THE JOURNAL

Illustration by Mr Adam Nickel
What to download to restore a bit of calm to your life.
It is no small coincidence that the wellness industry is thriving at a time when stress has reached epidemic levels, the NHS is in crisis, health insurance is inadequate and millennials are insatiably hungry for tech-based solutions to age-old problems. Longer working weeks, fewer hours of rest and a fixation with smartphones has created an appetite for fitness and mind-body therapies currently worth $542 billion*.
From yoga and mindfulness to gong baths and breathing techniques, practices that were once the butt of bad jokes have been given a thoroughly modern overhaul (and some much-needed scientific validation) for a generation of anxiety-ridden insomniacs. Here we detail three apps from 2018’s most forward-thinking wellness leaders.

THIRD EAR
For the uninitiated, a gong bath is a sensory experience that is somewhere between a sound massage and a meditation.

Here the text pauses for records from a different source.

//! Severity classification and alert budgeting
//!
//! Distances are mapped to a severity tier through fixed bands, and every
//! emitted alert draws from a shared quota.

mod classifier;
mod quota;

pub use classifier::{
    Classifier, Severity, Thresholds, DEFAULT_LOW_THRESHOLD, DEFAULT_MID_THRESHOLD,
    DEFAULT_NORMAL_THRESHOLD,
};
pub use quota::{Quota, DEFAULT_QUOTA_CAPACITY};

IRL, you’d lie comfortably on a mat while a gong master – ideally Mr Leo Cosendai, London’s foremost sound healer (yes, that’s a job title) – hits an enormous gold plate, filling the entire room with, well, sound. The vibrations from the gong don’t just create an overwhelming amount of (very pleasant) noise, they course through your body and put you into a deeply relaxed and often rather trippy state.
The demand for Mr Cosendai’s sound therapy encouraged him to create Third Ear, a subscription-based service replete with high fidelity recordings that run the gamut from short guided meditations to 45-minute sound baths crafted from gongs, chimes and drums. Third Ear recognises that sound quality is crucial to getting the most out of these therapies and its recordings are seen as the best on the market. To reap the full benefits, be sure to listen with high-spec headphones.


BREATHGURU
Breathing techniques have been used for millennia to engage the parasympathetic system (responsible for the body’s unconscious actions), lower stress hormones and calm overactive minds. The brand of “conscious breathing” employed by breath guru Mr Alan Dolan aims to open up the full capacity of the lungs (workaholics and urbanites tend to use just 25%) in order to release excess emotional baggage, increase oxygen to starved tissue and recharge energy levels.
The technique was a game changer for Mr Dolan himself. A former PR manager in the aerospace industry, he achieved his financial goals only to remain deeply unsatisfied. The shift he experienced from breath work encouraged him to formalise a method that has tangible effects on his clients’ daily lives: smokers can be reformed, the anxious can find ease and the vast majority experience some level of emotional release.
Mr Dolan’s popularity means private sessions aren’t always immediately available, a conundrum that led him to create an app that features a series of easy-to-follow instructional videos for each day of the week.


MOVEMENT FOR MODERN LIFE
The stress-relieving benefits of yoga are well documented. The catch, of course, is that yoga studios can be intimidating places, a characteristic that nullifies the purpose of starting a practice in the first place. It follows, then, that few beginners are likely to show up to a bricks and mortar studio when virtual classes are readily available.
Platforms like Movement For Modern Life pool together celebrity yoga teachers (there’s an oxymoron for you) including Sri Dharma Mittra, Mr Norman Blair and Mr Stewart Gilchrist. Absolute beginners will benefit from four entry-level videos that cover the fundamentals of asana (postures) before progressing to the “easy” selection of classes. Contortionists, gymnasts and acrobats will probably want to skip this and go straight for the 30-day handstand challenge.